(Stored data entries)
......
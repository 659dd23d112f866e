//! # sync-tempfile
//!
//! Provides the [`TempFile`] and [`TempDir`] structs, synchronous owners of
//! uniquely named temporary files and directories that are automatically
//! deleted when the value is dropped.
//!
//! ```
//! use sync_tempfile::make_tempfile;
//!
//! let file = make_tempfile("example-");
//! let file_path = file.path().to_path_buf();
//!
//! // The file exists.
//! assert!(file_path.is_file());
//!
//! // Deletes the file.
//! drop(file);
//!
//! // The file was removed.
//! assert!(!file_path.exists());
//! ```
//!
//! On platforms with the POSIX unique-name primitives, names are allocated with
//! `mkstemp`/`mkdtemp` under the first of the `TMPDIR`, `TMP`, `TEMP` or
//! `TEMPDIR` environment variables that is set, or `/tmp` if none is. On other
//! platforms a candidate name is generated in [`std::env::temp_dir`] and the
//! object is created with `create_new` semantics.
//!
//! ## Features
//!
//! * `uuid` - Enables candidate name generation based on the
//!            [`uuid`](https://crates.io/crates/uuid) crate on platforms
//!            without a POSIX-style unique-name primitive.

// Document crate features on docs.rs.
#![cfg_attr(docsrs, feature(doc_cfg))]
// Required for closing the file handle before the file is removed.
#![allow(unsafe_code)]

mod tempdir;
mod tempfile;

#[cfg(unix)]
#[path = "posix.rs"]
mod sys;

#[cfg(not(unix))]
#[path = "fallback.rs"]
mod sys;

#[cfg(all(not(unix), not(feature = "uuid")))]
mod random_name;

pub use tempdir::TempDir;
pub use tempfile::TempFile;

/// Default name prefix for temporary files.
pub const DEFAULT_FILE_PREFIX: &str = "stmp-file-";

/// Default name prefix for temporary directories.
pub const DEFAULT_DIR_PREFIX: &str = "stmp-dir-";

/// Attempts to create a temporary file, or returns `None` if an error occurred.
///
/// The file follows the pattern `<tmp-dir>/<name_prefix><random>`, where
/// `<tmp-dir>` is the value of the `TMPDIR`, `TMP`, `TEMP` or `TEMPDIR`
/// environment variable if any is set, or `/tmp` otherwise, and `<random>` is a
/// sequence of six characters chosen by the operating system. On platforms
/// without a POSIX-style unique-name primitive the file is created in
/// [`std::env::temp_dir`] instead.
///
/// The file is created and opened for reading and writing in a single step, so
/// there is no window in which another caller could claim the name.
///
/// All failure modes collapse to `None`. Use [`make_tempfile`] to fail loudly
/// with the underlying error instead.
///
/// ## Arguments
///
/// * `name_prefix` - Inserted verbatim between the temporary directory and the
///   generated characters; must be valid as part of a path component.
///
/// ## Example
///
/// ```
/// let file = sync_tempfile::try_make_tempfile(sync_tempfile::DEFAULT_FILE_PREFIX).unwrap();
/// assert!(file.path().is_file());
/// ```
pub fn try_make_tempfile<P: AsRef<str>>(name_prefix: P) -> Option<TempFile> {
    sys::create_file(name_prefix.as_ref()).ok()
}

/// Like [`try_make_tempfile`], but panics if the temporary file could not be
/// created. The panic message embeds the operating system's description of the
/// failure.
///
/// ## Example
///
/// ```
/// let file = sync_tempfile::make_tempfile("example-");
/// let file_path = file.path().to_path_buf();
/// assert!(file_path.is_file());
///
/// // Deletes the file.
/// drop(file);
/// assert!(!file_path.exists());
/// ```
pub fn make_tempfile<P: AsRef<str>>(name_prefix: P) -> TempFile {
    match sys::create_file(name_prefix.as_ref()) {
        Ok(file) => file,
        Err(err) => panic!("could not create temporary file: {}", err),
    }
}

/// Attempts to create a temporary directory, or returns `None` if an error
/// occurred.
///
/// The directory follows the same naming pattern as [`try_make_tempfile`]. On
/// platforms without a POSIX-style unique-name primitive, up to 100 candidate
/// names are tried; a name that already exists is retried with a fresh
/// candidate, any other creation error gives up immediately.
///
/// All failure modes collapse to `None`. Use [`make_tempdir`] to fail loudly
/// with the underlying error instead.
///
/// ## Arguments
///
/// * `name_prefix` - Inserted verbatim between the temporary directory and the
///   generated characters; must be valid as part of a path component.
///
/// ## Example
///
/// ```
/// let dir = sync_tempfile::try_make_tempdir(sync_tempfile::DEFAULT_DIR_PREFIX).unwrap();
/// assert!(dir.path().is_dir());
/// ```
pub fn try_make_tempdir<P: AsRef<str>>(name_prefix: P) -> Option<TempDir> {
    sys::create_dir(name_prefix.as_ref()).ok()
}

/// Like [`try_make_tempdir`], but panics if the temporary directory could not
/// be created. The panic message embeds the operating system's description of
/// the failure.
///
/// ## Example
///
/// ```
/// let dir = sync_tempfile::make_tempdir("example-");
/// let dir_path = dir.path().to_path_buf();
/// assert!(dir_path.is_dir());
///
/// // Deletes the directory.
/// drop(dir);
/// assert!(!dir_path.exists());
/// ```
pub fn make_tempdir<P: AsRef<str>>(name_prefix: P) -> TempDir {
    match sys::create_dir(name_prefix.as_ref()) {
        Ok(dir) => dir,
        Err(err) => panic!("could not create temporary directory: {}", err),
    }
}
......
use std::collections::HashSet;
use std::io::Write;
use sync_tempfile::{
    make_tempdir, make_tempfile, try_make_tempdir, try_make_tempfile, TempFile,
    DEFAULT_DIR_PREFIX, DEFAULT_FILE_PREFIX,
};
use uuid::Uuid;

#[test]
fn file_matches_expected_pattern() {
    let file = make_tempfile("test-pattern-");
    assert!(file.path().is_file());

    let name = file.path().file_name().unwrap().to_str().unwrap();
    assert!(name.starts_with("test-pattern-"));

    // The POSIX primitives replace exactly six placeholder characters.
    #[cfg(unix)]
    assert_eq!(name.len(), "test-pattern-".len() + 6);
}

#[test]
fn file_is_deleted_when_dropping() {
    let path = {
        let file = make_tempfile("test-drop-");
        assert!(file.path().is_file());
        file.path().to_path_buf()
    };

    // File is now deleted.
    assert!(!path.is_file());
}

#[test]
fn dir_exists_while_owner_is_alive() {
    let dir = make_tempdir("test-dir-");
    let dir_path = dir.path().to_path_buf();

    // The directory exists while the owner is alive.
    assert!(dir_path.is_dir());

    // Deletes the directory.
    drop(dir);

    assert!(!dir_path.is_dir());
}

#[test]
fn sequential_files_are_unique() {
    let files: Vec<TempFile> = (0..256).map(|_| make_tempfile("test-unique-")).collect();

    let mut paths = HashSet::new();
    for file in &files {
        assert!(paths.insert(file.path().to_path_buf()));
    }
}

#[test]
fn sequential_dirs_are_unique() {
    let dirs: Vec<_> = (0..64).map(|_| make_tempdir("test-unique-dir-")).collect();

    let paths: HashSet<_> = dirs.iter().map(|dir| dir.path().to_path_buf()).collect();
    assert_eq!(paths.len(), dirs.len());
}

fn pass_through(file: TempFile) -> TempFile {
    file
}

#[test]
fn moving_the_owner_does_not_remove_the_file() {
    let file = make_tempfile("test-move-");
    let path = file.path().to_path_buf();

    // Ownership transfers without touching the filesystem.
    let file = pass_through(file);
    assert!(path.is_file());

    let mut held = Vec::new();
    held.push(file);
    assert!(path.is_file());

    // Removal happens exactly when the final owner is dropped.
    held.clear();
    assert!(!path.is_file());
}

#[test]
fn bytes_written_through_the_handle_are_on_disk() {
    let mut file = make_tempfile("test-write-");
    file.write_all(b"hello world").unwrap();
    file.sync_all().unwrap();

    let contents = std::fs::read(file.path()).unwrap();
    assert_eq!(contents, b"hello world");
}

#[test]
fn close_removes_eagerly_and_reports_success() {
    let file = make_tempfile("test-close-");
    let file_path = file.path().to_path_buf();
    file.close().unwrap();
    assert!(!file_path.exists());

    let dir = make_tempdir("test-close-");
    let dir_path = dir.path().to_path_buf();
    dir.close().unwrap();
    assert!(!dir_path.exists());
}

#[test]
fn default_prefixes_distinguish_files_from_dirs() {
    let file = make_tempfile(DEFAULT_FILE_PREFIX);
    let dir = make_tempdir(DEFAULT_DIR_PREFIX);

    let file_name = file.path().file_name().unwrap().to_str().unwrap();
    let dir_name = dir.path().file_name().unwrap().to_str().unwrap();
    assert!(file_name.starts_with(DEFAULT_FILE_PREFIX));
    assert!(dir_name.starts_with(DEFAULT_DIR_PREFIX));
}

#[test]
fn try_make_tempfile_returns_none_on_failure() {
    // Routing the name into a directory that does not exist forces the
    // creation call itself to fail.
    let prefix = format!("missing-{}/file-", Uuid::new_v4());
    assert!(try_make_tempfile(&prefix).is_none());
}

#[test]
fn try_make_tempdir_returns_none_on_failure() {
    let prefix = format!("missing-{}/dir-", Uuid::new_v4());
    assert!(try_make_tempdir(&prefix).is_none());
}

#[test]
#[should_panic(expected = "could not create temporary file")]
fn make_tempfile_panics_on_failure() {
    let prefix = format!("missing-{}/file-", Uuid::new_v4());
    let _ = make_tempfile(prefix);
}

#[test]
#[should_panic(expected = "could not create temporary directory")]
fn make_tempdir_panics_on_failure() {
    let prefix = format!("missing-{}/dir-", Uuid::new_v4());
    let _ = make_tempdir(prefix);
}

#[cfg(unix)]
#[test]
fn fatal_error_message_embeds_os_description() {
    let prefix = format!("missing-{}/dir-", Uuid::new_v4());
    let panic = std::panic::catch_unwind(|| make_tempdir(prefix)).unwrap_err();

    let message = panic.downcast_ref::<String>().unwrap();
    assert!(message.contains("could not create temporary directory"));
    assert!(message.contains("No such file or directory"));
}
......
YOUR OBJECTIVE: Sift the data above for lines with "loudly", then copy each one.

OUTPUT OF THE TASK:
/// All failure modes collapse to `None`. Use [`make_tempfile`] to fail loudly
/// All failure modes collapse to `None`. Use [`make_tempdir`] to fail loudly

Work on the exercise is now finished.